Arvore da Vida

Por Rafael Carvalho

É certo que A Árvore da Vida se constitui como obra das mais abertas e passíveis de novas descobertas a cada revisão. Terrece Malick faz aqui seu filme mais ambicioso e mesmo que dialogue com seus outros trabalhos no sentido de aproximar o homem da natureza, essa relação é aqui intensificada pelo peso que a própria Criação (divina e/ou biológica) possui sobre a vida das pessoas. Não é um filme fácil.

O filme começa, na década de 50, com o casal O’Brien (Brad Pitt e Jessica Chastain) recebendo a notícia da morte de seu filho mais novo, então com 19 anos. A narrativa vai retornar no tempo, perpassar toda a formação da Terra, e se deter na criação dos três filhos do referido casal, em que a educação rígida do pai encontra contraponto no carinho que a mãe esbanja com os garotos. Além disso, o filme mostra como um dos filhos, Jack (Hunter McCracken, em criança) se tornou um adulto claramente amargurado (vivido dessa vez por Sean Penn).

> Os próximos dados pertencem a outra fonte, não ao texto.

//! Application state and intent handling.

use crate::input::{intent_for, move_cursor, Direction, Intent};
use crossterm::event::KeyCode;
use kavia_tictactoe::{restart, try_move, GameState, MoveRejected, Position};
use tracing::{debug, instrument};

/// Everything the view needs between frames.
///
/// The engine's [`GameState`] is the only game data; the rest is view-local.
#[derive(Debug)]
pub struct App {
    state: GameState,
    cursor: Position,
    last_rejection: Option<MoveRejected>,
    should_quit: bool,
}

impl App {
    /// Creates an application with a fresh game.
    pub fn new() -> Self {
        Self {
            state: kavia_tictactoe::new_game(),
            cursor: Position::Center,
            last_rejection: None,
            should_quit: false,
        }
    }

    /// Current game state.
    pub fn state(&self) -> &GameState {
        &self.state
    }

    /// Highlighted cell.
    pub fn cursor(&self) -> Position {
        self.cursor
    }

    /// Why the most recent move was refused, cleared by the next accepted move.
    pub fn last_rejection(&self) -> Option<MoveRejected> {
        self.last_rejection
    }

    /// True once the user asked to leave.
    pub fn should_quit(&self) -> bool {
        self.should_quit
    }

    /// Dispatches a key press.
    #[instrument(skip(self))]
    pub fn handle_key(&mut self, key: KeyCode) {
        let Some(intent) = intent_for(key) else {
            return;
        };
        match intent {
            Intent::Quit => self.should_quit = true,
            Intent::Restart => self.restart(),
            Intent::Cursor(direction) => self.step_cursor(direction),
            Intent::PlayCursor => self.select(self.cursor),
            Intent::Play(position) => {
                self.cursor = position;
                self.select(position);
            }
        }
    }

    /// Plays at `position`. A refusal is kept in [`App::last_rejection`].
    pub fn select(&mut self, position: Position) {
        if self.play(position).is_ok() {
            self.advance_cursor();
        }
    }

    /// Plays the next player's mark at `position`.
    #[instrument(skip(self), fields(next_player = %self.state.next_player()))]
    pub fn play(&mut self, position: Position) -> Result<(), MoveRejected> {
        match try_move(self.state, position.to_index()) {
            Ok(next) => {
                self.state = next;
                self.last_rejection = None;
                Ok(())
            }
            Err(reason) => {
                debug!(%reason, "Move refused");
                self.last_rejection = Some(reason);
                Err(reason)
            }
        }
    }

    /// Replaces the game with a fresh one.
    #[instrument(skip(self))]
    pub fn restart(&mut self) {
        self.state = restart();
        self.cursor = Position::Center;
        self.last_rejection = None;
    }

    fn step_cursor(&mut self, direction: Direction) {
        self.cursor = move_cursor(self.cursor, direction);
    }

    /// Moves the cursor to the next open cell after it, wrapping around.
    fn advance_cursor(&mut self) {
        if self.state.is_over() {
            return;
        }
        let open = Position::valid_moves(self.state.board());
        let current = self.cursor.to_index();
        if let Some(next) = open
            .iter()
            .find(|p| p.to_index() > current)
            .or_else(|| open.first())
        {
            self.cursor = *next;
        }
    }
}

impl Default for App {
    fn default() -> Self {
        Self::new()
    }
}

Esse retorno ao início dos tempos, com a apresentação de todas as imagens de criação que tomarão grande espaço no longa, em que muita gente só enxerga pretensão do cineasta (como se ele quisesse brincar de Deus), parecem bastante pertinentes ao se pensar nos próprios questionamentos que o filme coloca: de onde viemos? O que nos forma como seres humanos? Por que somos tão frágeis diante da grandiosidade do universo?

Se a mãe questiona um suposto poder divino, como se apontasse o dedo para cima e dissesse: “Onde estavas quando isso aconteceu? Permitiu que meu filho morresse?” (não exatamente com essas palavras), a resposta parece estar lá no Livro de Jó, que abre o filme com outra questão: “Onde estavas tu quando lancei os fundamentos da Terra [..], e os filhos de Deus se alegravam?”.

 

Pois uma das grandes questões que o filme parece suscitar é a de vida como dádiva, porque a função criadora (de Deus ou não) já foi cumprida. Daí, a importância das imagens da criação e formação do seres. Depois disso, resta que aqueles ao nosso redor, como qualquer outra circunstância, interfiram na nossa existência. E aí entra o fator educação. Nesse sentido, Jack vive um grande dilema do filme, pois é ele quem está cercado por uma dualidade representada por seus pais.

Mas esse pai, facilmente desenhado como perverso, ganha camadas muito mais complexas do que um simples maniqueísmo a ele imposto. Ele não deixa de ser carinhoso, mas a seu modo, sempre fechado. Da mesma forma, a mãe e seu excesso de carinho causará certa incompreensão de Jack porque ele a vê como passiva demais em aceitar a vida com aquele homem. “Vocês estão sempre lutando dentro de mim”, diz o garoto, na síntese perfeita desse embate interior que o marca profundamente.

Quando a narrativa alcança Jack já adulto, percebemos o quanto de sua dureza é fruto dessa relação. Ao mesmo tempo, encontramos esse personagem, infeliz, quase que esmagado pelos prédios e construções da era moderna (que esmaga o próprio homem também).

Malick, que assina roteiro e direção, constrói uma narrativa engenhosa, com sua habitual fragmentação temporal, acompanhada de uma mise-en-scène livre. Os atores surgem soltos em cena, sem marcação aparente, enquanto são captados pela câmera sutil do cineasta, fotografados lindamente para acentuar a simbiose homem-natureza. Existe também uma simplicidade absurda na forma como nos deixa íntimos daquela família através de momentos cotidianos que nos dizem muito sobre cada um dos personagens.

Muita gente tem acusado o filme de vender sua beleza extrema a troco de um vazio narrativo. Mas a beleza das imagens parece estar mais a serviço de uma história que desvenda a relação do homem com o espaço ao redor (e o ser humano também é Natureza). Ganhando reconhecimento no Festival de Cannes de onde saiu com o prêmio máximo, Árvore da Vida é uma grande experiência estético-emocional, não só pela beleza formal da jornada de seus personagens, mas porque não se esgota com facilidade.